About 12 years ago, I was a dismal failure at relationship.
I had no idea what I was doing.
I just knew I wanted it to improve.
So, I worked at it.
And, over the years, I’ve tried just about everything to improve my relationship skills in order to get what I want.
But there’s one action step I took that stands out from the rest.
This one step is key if you really want to improve your marriage in 2015.
What is it?
Community.
That’s right.
Community has the power to help you go to the next level at double the speed.
Surrounding yourself with a bunch of “mirrors” (other people) will double your relationship result, period.
You see, if you are like most of the people that want to improve their relationship, you go to therapy, in private, then you go home put on a mask, and surround yourself with your friends who are also wearing masks.
It’s a total set up.
You come back to counseling a week later, only to be in another version of the same fight, the same drama, the same issue, only it’s a week later…
…And, then the months go by…. and then the years go by…
You keep hanging out with the same friends who are also stuck at a certain stage of relationship, which is like glue–keeping you from your relationship potential.
Eventually you settle in a land of mediocrity.
It’s easy to do because that’s what everyone else is doing–settling for a “just okay” marriage.
Ummmm……
Just okay?
This type of marriage is supposed to make you miserable over time.
But, once you have the courage to reach outside the privacy of your own mind, and your therapist’s office, and get some “real” friends who are willing to be authentic and grow, the whole program shifts.
For example, when I went to grad school to study myself (psychology), I was surrounded with people who were all talking about what was really going on—their very personal issues as they pertained to the material we were studying–the inner psychology of the human being.
It was like I’d been in the desert for years, starving of thirst and dying of hunger.
Then, I show up in an environment where everyone was being real, and it was like I found an oasis, water, fresh oxygen, food! Wow.
I could breathe again.
And guess what?
Because I surrounded myself with people who were “working on themselves” I couldn’t help but do the same. We were all in the same boat, talking openly and honest about our insecuries, blocks, fears, frustrations.
I was home.
The hiding stopped.
But I wanted more.
So, I joined another community, and another, and another. All with like-minded/hearted people who were going after the same things–authenticity, truth, love, greater connection, and a place where we could relax and be ourselves, warts and all.
The communities I was a part of were so powerful, I grew at light-speed. I noticed how old friends were doing the same old things and I lost interest in them. I outgrew them.
I even noticed how some of my new friends were eventually getting a bit complacent in grad school. And because I joined 4 communities, I was blasting off to meet new people at the next level.

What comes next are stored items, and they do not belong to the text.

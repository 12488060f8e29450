//! Two requests stepped by hand against shared and explicit context.
//!
//! Both runs use the same schedule:
//!
//! 1. first request stores its user
//! 2. second request stores its user
//! 3. first request runs its helper chain, then removes "its" user
//! 4. second request runs its helper chain, then removes its user
//!
//! Against the global namespace the first request greets the second's user
//! and its delete leaves the second with nothing. With explicit contexts each
//! request greets its own.

use ctx_protocol::{Attributes, User};
use ctx_store::global;
use tracing::debug;

use crate::explicit::{self, RequestContext};
use crate::global_chain;

/// The greeting one request expected and the one it actually produced.
#[derive(Debug, Clone, PartialEq, Eq)]
pub struct Observation {
    pub expected: String,
    /// `None` when the user was gone by the time the chain read it.
    pub saw: Option<String>,
}

impl Observation {
    fn new(name: &str, saw: Option<String>) -> Self {
        Self {
            expected: User::new(name).greeting(),
            saw,
        }
    }

    pub fn is_correct(&self) -> bool {
        self.saw.as_deref() == Some(self.expected.as_str())
    }
}

#[derive(Debug, Clone, PartialEq, Eq)]
pub struct Outcome {
    pub first: Observation,
    pub second: Observation,
}

impl Outcome {
    pub fn is_isolated(&self) -> bool {
        self.first.is_correct() && self.second.is_correct()
    }
}

pub fn global_interleaved(first: &str, second: &str) -> Outcome {
    global::set(Attributes::USER, User::new(first));
    debug!(request = "first", "stored user");
    global::set(Attributes::USER, User::new(second));
    debug!(request = "second", "stored user");

    let first_saw = global_chain::helper_a().ok();
    global::delete(Attributes::USER);
    debug!(request = "first", saw = ?first_saw, "ran chain and deleted user");

    let second_saw = global_chain::helper_a().ok();
    let removed = global::delete(Attributes::USER);
    debug!(request = "second", saw = ?second_saw, removed, "ran chain and deleted user");

    Outcome {
        first: Observation::new(first, first_saw),
        second: Observation::new(second, second_saw),
    }
}

pub fn explicit_interleaved(first: &str, second: &str) -> Outcome {
    let first_ctx = RequestContext::new(User::new(first));
    let second_ctx = RequestContext::new(User::new(second));

    let first_saw = Some(explicit::helper_a(&first_ctx));
    drop(first_ctx);
    debug!(request = "first", saw = ?first_saw, "ran chain");

    let second_saw = Some(explicit::helper_a(&second_ctx));
    drop(second_ctx);
    debug!(request = "second", saw = ?second_saw, "ran chain");

    Outcome {
        first: Observation::new(first, first_saw),
        second: Observation::new(second, second_saw),
    }
}
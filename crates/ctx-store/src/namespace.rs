//! Attribute namespace — a mutable map from names to values of any type.

use std::any::Any;
use std::collections::HashMap;
use std::fmt;

use ctx_protocol::ContextError;

type Attribute = Box<dyn Any + Send + Sync>;

/// A bag of named attributes, each of an arbitrary `'static` type.
///
/// Lookups are typed: reading an attribute under a different type than it
/// was stored with is a [`ContextError::TypeMismatch`], not a panic.
#[derive(Default)]
pub struct Namespace {
    attrs: HashMap<String, Attribute>,
}

impl Namespace {
    pub fn new() -> Self {
        Self::default()
    }

    /// Insert or overwrite `name`. Returns the previous value when it was
    /// stored as the same type.
    pub fn set<T>(&mut self, name: impl Into<String>, value: T) -> Option<T>
    where
        T: Any + Send + Sync,
    {
        self.attrs
            .insert(name.into(), Box::new(value))
            .and_then(|prev| prev.downcast::<T>().ok())
            .map(|prev| *prev)
    }

    pub fn get<T: Any>(&self, name: &str) -> Result<&T, ContextError> {
        let value = self
            .attrs
            .get(name)
            .ok_or_else(|| ContextError::missing(name))?;
        value
            .downcast_ref::<T>()
            .ok_or_else(|| ContextError::type_mismatch::<T>(name))
    }

    pub fn get_cloned<T: Any + Clone>(&self, name: &str) -> Result<T, ContextError> {
        self.get::<T>(name).cloned()
    }

    pub fn contains(&self, name: &str) -> bool {
        self.attrs.contains_key(name)
    }

    /// Remove `name`. Returns whether it was present.
    pub fn delete(&mut self, name: &str) -> bool {
        self.attrs.remove(name).is_some()
    }

    /// Check-and-set-if-absent: `init` runs only when `name` is not set.
    ///
    /// An existing attribute of another type is left in place and reported
    /// as a type mismatch.
    pub fn get_or_insert_with<T, F>(&mut self, name: &str, init: F) -> Result<&T, ContextError>
    where
        T: Any + Send + Sync,
        F: FnOnce() -> T,
    {
        let value = self
            .attrs
            .entry(name.to_string())
            .or_insert_with(|| Box::new(init()));
        value
            .downcast_ref::<T>()
            .ok_or_else(|| ContextError::type_mismatch::<T>(name))
    }

    pub fn keys(&self) -> impl Iterator<Item = &str> {
        self.attrs.keys().map(String::as_str)
    }

    pub fn len(&self) -> usize {
        self.attrs.len()
    }

    pub fn is_empty(&self) -> bool {
        self.attrs.is_empty()
    }

    pub fn clear(&mut self) {
        self.attrs.clear();
    }
}

impl fmt::Debug for Namespace {
    fn fmt(&self, f: &mut fmt::Formatter<'_>) -> fmt::Result {
        let mut keys: Vec<&str> = self.keys().collect();
        keys.sort_unstable();
        f.debug_struct("Namespace").field("attrs", &keys).finish()
    }
}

Why does this detail matter?
Because it allowed me to attract an even higher caliber, more conscious woman into my life, who later became my wife.
Because I kept growing, it put me in a position to meet a woman who was more developed.
Specifically, community allows us to see ourselves more clearly, which gives us an edge to getting what we want in life.
With ongoing feedback and reflection, we get to see where our blindspots are. We also get lifted up, and inspired by, people around us who are going for it.
Old friends (or a stuck partner) hold us back.
New friends who want what we want, push us forward.
You see, community is the fast track to get what you want.
So, if you want bigger results in 2015, join a tribe, a women’s circle, a men’s group, a training, a class, that are specifically about improving and enhancing your relationship skills.
Feels like too much work? Too scary?
Don’t worry…
I have a special virtual community already in place for you.
All you have to do is join.
But currently the doors are closed.
Right now, I’ve got an international founding group of people, just like you, who are this type of community.
They are hungry, they want what you want. They are saying “YES” to themselves in 2015 and stretching their comfort zones.
Because they said yes to community, they are placing guarantees in their own lives for bigger and better results next year.
You can be a part of this too when I re-open the doors for just a few days early in the year, so stay tuned.
Without community, you will simply not get what you want as quickly, if at all.
The choice is yours.
2 Comments
Scott
January 6, 2015Hi Jayson,
Just read this and it rang a bell for me. Wife and I have had trouble finding these communities around us, which seems odd as we live in the Los Angeles area! We have been to Circling weekends and loved it, but haven’t been able to maintain that level of community past the weekend. Definitely feel the lack in our lives and look forward to hearing what you have planned for the New Year!
Sandra kelley
February 1, 2015Since communities will help with my progress, and I am unable to find one. Can you suggest ways to either create or join another, since yours is closed?